Attention All Tooth Fairies!

Until around age seven, most children believe that magic and fantasy are plausible realities. As a result, generations of parents have used mythical characters and the stories behind them to guide their children’s behavior. To reward their children for being well behaved, parents use positive characters like Santa Claus, the Easter Bunny and the Tooth Fairy. All of those friendly characters exist in the context of celebration, but the Tooth Fairy is unique.

The Tooth Fairy exists solely to celebrate the loss of a child’s baby teeth. Through ceremony and reward, the Tooth Fairy fantasy creates a sense of excitement and wellbeing, to comfort children who may be anxious or fearful of this natural transition.

Few people know that the Tooth Fairy tradition extends as far back as the Vikings in the Middle Ages. Fast-forward to the 17th century and we have a French fairy tale called “Good Little Mouse” by Madame d’Aulnoy. She imagined a “tooth mouse” who changes into a fairy and defeats an evil king by knocking his teeth out and hiding them under a pillow. In 1894, Spanish author Luis Coloma created “Perez the Mouse,” to honor the boy king Alfonso XIII who had lost a tooth at age 8. The tradition of the “Ratón Pérez” persists to this day in most Latin countries.

The fairy that we here in the U.S. know and love originated in the 1927 play “The Tooth Fairy” by Esther Watkins Arnold, and later, in a book by Lee Rowgow in 1949. The origins of the tradition of “cash for canines” are less well known.

    If you’re planning for that all important first tooth, you should know:

  • In 2019, cost per tooth was $3.70. The all-time high was $4.66 in 2017.
  • Your child has 20 baby teeth.
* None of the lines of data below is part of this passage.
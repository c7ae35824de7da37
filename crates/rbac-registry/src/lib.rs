//! # RBAC Registry
//!
//! An in-memory role-based access control registry. It is a building block
//! for a host application's authorization layer, not a service.
//!
//! ## Overview
//!
//! The rbac-registry crate handles:
//! - **Entities**: Users, Roles and Permissions, each registered explicitly
//! - **Associations**: Role → Permissions and User → Roles
//! - **Cascades**: Removing an entity purges every association naming it
//! - **Decisions**: Does this user hold this permission?
//!
//! ## Architecture
//!
//! ```text
//! Permission = Object + Action
//!
//! User ──holds──> Role ──grants──> Permission
//!
//! user_has_permission(u, p) == any role r held by u grants p
//! ```
//!
//! There is no role inheritance and no wildcard matching. A user has a
//! permission iff one of its directly assigned roles directly holds exactly
//! that permission.
//!
//! ## Usage
//!
//! ```rust
//! use rbac_registry::{Action, Object, Permission, Rbac, RbacError, Role, User};
//!
//! let rbac = Rbac::new();
//!
//! // Register entities
//! let admin = Role::new("admin");
//! let alice = User::new("alice");
//! let read_doc = Permission::new(Object::new("doc"), Action::new("read"));
//! assert!(rbac.register_role(admin.clone()));
//! assert!(rbac.register_user(alice.clone()));
//! assert!(rbac.register_permission(read_doc.clone()));
//!
//! // Build associations
//! assert_eq!(rbac.assign_permission_to_role(&admin, &read_doc), Ok(true));
//! assert_eq!(rbac.assign_role_to_user(&alice, &admin), Ok(true));
//!
//! // Ask questions
//! assert_eq!(rbac.user_has_permission(&alice, &read_doc), Ok(true));
//! assert_eq!(
//!     rbac.user_has_object_action(&alice, &Object::new("doc"), &Action::new("read")),
//!     Ok(true)
//! );
//!
//! // Removing the role cascades
//! assert!(rbac.remove_role(&admin));
//! assert_eq!(rbac.user_has_role(&alice, &admin), Err(RbacError::RoleNotRegistered));
//! assert_eq!(rbac.user_has_permission(&alice, &read_doc), Ok(false));
//! ```
//!
//! ## Errors
//!
//! Registry operations (`register_*`, `remove_*`, `*_exists`, `list_*`)
//! never fail; they answer with booleans or lists. Association and decision
//! operations return [`RbacError`] when they name an unregistered entity,
//! and make no change in that case. Check the error before trusting the
//! boolean: `Ok(false)` is a real "no", an error means the question named
//! something unknown.
//!
//! ## Concurrency
//!
//! [`Rbac`] is `Send + Sync`. A single reader/writer lock guards the whole
//! registry: mutations (cascades included) are exclusive, queries share.
//! Share it with `Arc<Rbac>`.
//!
//! ## Configuration
//!
//! A registry can be seeded from JSON with [`RbacConfig`] and
//! [`Rbac::from_config`]; see the [`config`] module.

pub mod actions;
pub mod config;
pub mod error;
pub mod permissions;
pub mod registry;
pub mod resources;
pub mod subjects;

// Re-export main types for convenience
pub use actions::Action;
pub use config::{ConfigError, RbacConfig};
pub use error::{RbacError, RbacResult};
pub use permissions::Permission;
pub use registry::{Rbac, RbacStats};
pub use resources::Object;
pub use subjects::{Role, User};
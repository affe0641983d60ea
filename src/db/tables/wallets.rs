//! Custodial wallet database operations

use chrono::{DateTime, Utc};
use rusqlite::{OptionalExtension, Result as SqliteResult};

use super::super::Database;
use crate::models::Wallet;

impl Database {
    pub fn get_wallet(&self, handle: &str) -> SqliteResult<Option<Wallet>> {
        let conn = self.conn.lock().unwrap();

        conn.query_row(
            "SELECT handle, address, private_key, permit_signature, funding_tx_hash, created_at
             FROM wallets WHERE handle = ?1",
            [handle],
            map_wallet_row,
        )
        .optional()
    }

    /// Conditional insert keyed on handle. Returns the persisted row and
    /// whether this call created it; a concurrent creator winning the race
    /// just means we re-read their row.
    pub fn insert_wallet_if_absent(
        &self,
        handle: &str,
        address: &str,
        private_key: &str,
        permit_signature: &str,
    ) -> SqliteResult<(Wallet, bool)> {
        let created = {
            let conn = self.conn.lock().unwrap();
            let now = Utc::now().to_rfc3339();
            let changed = conn.execute(
                "INSERT OR IGNORE INTO wallets
                    (handle, address, private_key, permit_signature, funding_tx_hash, created_at)
                 VALUES (?1, ?2, ?3, ?4, NULL, ?5)",
                rusqlite::params![handle, address, private_key, permit_signature, now],
            )?;
            changed > 0
        };

        let wallet = self
            .get_wallet(handle)?
            .ok_or(rusqlite::Error::QueryReturnedNoRows)?;
        Ok((wallet, created))
    }

    /// Record the initial funding transaction for `handle`
    pub fn set_wallet_funding_tx(&self, handle: &str, tx_hash: &str) -> SqliteResult<bool> {
        let conn = self.conn.lock().unwrap();
        let rows_affected = conn.execute(
            "UPDATE wallets SET funding_tx_hash = ?1 WHERE handle = ?2",
            rusqlite::params![tx_hash, handle],
        )?;
        Ok(rows_affected > 0)
    }
}

fn map_wallet_row(row: &rusqlite::Row) -> SqliteResult<Wallet> {
    let created_at_str: String = row.get(5)?;
    Ok(Wallet {
        handle: row.get(0)?,
        address: row.get(1)?,
        private_key: row.get(2)?,
        permit_signature: row.get(3)?,
        funding_tx_hash: row.get(4)?,
        created_at: DateTime::parse_from_rfc3339(&created_at_str)
            .unwrap()
            .with_timezone(&Utc),
    })
}
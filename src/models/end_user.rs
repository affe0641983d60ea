use chrono::{DateTime, Utc};
use serde::{Deserialize, Serialize};

/// An end user, keyed by their connecting wallet address (lowercase hex,
/// 42 chars). Created on the first wallet-connection call and never deleted.
#[derive(Debug, Clone, Serialize, Deserialize)]
pub struct EndUser {
    pub wallet_address: String,
    pub has_created_agent: bool,
    pub created_at: DateTime<Utc>,
}
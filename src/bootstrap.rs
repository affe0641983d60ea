//! Profile bootstrap - idempotent ensure-exists for the
//! end-user -> agent-profile -> custodial-wallet chain.
//!
//! Runs when a connected wallet reaches an authenticated page for the first
//! time in a session. Each step is one read plus at most one conditional
//! write; uniqueness lives in the storage layer, so a concurrent caller
//! racing the same address converges on the same rows.

use std::sync::Arc;

use crate::chain::{WalletProvisioner, PLACEHOLDER_PERMIT_SIGNATURE};
use crate::db::Database;
use crate::error::ApiError;
use crate::models::{AgentProfile, EndUser, Wallet};

/// How many hex chars of the address feed the synthetic handle
const HANDLE_ADDRESS_CHARS: usize = 6;

/// Check for a 42-char 0x-prefixed hex address
pub fn is_valid_address(address: &str) -> bool {
    address.len() == 42
        && address.starts_with("0x")
        && address[2..].chars().all(|c| c.is_ascii_hexdigit())
}

/// Lowercase the address so it can serve as a stable key
pub fn normalize_address(address: &str) -> String {
    address.to_lowercase()
}

/// Deterministic synthetic handle for a wallet-created profile, e.g.
/// `user_a1b2c3`. Collides only when two addresses share their first six
/// hex chars; that surfaces as a conflict error, never as another
/// creator's profile.
pub fn synthesize_handle(address: &str) -> String {
    let prefix: String = address
        .chars()
        .skip(2)
        .take(HANDLE_ADDRESS_CHARS)
        .collect();
    format!("user_{}", prefix.to_lowercase())
}

/// Optional fields a caller may seed a wallet-created profile with
#[derive(Debug, Clone, Default)]
pub struct ProfileSeed {
    pub display_name: Option<String>,
    pub life_context: Option<String>,
    pub life_goals: Option<String>,
    pub skills: Option<String>,
}

/// Outcome of a full bootstrap pass
pub struct BootstrapResult {
    pub user: EndUser,
    pub user_created: bool,
    pub profile: AgentProfile,
    /// None when best-effort wallet creation failed
    pub wallet: Option<Wallet>,
}

pub struct ProfileBootstrap {
    db: Arc<Database>,
    wallets: Arc<dyn WalletProvisioner>,
}

impl ProfileBootstrap {
    pub fn new(db: Arc<Database>, wallets: Arc<dyn WalletProvisioner>) -> Self {
        Self { db, wallets }
    }

    /// Step 1: look up the end user, inserting if absent. Returns the row
    /// and whether this call created it.
    pub fn ensure_end_user(&self, address: &str) -> Result<(EndUser, bool), ApiError> {
        let address = normalize_address(address);
        let (user, created) = self.db.insert_end_user_if_absent(&address)?;
        if created {
            log::info!("Created end user {}", address);
        }
        Ok((user, created))
    }

    /// Step 2: look up the profile by creator address, synthesizing and
    /// inserting one if absent. A uniqueness violation from a concurrent
    /// call for the same address means "already exists" - re-read and
    /// return that row. A handle owned by a different creator is a
    /// conflict, not a fallback.
    pub fn ensure_agent_profile(
        &self,
        address: &str,
        seed: &ProfileSeed,
    ) -> Result<AgentProfile, ApiError> {
        let address = normalize_address(address);

        if let Some(existing) = self.db.get_agent_profile_by_creator(&address)? {
            return Ok(existing);
        }

        let handle = synthesize_handle(&address);
        let mut profile = AgentProfile::empty(
            &handle,
            seed.display_name.as_deref().unwrap_or(&handle),
            Some(&address),
        );
        profile.life_context = seed.life_context.clone();
        profile.life_goals = seed.life_goals.clone();
        profile.skills = seed.skills.clone();

        match self.db.insert_agent_profile(&profile) {
            Ok(()) => {
                log::info!("Created agent profile '{}' for {}", handle, address);
                self.db.mark_agent_created(&address)?;
                Ok(profile)
            }
            Err(e) if is_constraint_violation(&e) => {
                // A conflict on the creator address means a concurrent
                // bootstrap for the same wallet won; converge on its row.
                // A conflict on the handle alone means another creator owns
                // it, and that row is never handed to this caller.
                if let Some(theirs) = self.db.get_agent_profile_by_creator(&address)? {
                    log::info!(
                        "Profile insert for {} lost a race, re-reading existing row",
                        address
                    );
                    return Ok(theirs);
                }
                Err(ApiError::Persistence(format!(
                    "Handle '{}' is already taken by another profile",
                    handle
                )))
            }
            Err(e) => Err(e.into()),
        }
    }

    /// Step 3: ensure a custodial wallet row exists for `handle`. Returns
    /// the row and whether this call created it.
    pub fn ensure_wallet(&self, handle: &str) -> Result<(Wallet, bool), ApiError> {
        if let Some(existing) = self.db.get_wallet(handle)? {
            return Ok((existing, false));
        }

        let generated = self.wallets.generate()?;
        let (wallet, created) = self.db.insert_wallet_if_absent(
            handle,
            &generated.address,
            &generated.private_key,
            PLACEHOLDER_PERMIT_SIGNATURE,
        )?;
        if created {
            log::info!("Created custodial wallet {} for '{}'", wallet.address, handle);
        }
        Ok((wallet, created))
    }

    /// The full three-step sequence. Steps 1 and 2 propagate failures;
    /// step 3 is best-effort - the profile must stay usable without a
    /// funded wallet, so wallet failures are logged and swallowed.
    pub fn bootstrap(&self, address: &str, seed: &ProfileSeed) -> Result<BootstrapResult, ApiError> {
        let (user, user_created) = self.ensure_end_user(address)?;
        let profile = self.ensure_agent_profile(address, seed)?;

        let wallet = match self.ensure_wallet(&profile.handle) {
            Ok((wallet, _)) => Some(wallet),
            Err(e) => {
                log::error!(
                    "Best-effort wallet creation failed for '{}': {}",
                    profile.handle,
                    e
                );
                None
            }
        };

        Ok(BootstrapResult {
            user,
            user_created,
            profile,
            wallet,
        })
    }
}

fn is_constraint_violation(e: &rusqlite::Error) -> bool {
    matches!(
        e,
        rusqlite::Error::SqliteFailure(info, _)
            if info.code == rusqlite::ErrorCode::ConstraintViolation
    )
}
Multiple kids? You do the math.
  • All 20 will fall out between ages 6 and 12 years old. Plan accordingly.
  • Keep a stash of crisp, small denomination bills. Venmo won’t save you.
    Oh, you can forget the fairy dust. Here are the Top 5 excuses for forgetful and/or sleep-deprived Tooth Fairies:

  • Your room was probably too messy.
  • She probably couldn’t fly in the bad (weather of your choice) last night.
  • She probably went to Mom-Mom’s house by accident.
  • Her schedule was probably full. She’ll stop by tonight.
  • Oooops!

Childhood is a brief and precious time. One of the greatest joys of parenting is to immerse ourselves in our children’s world of imagination and make believe as we guide them ultimately toward a safe and healthy adulthood. Have some fun with it!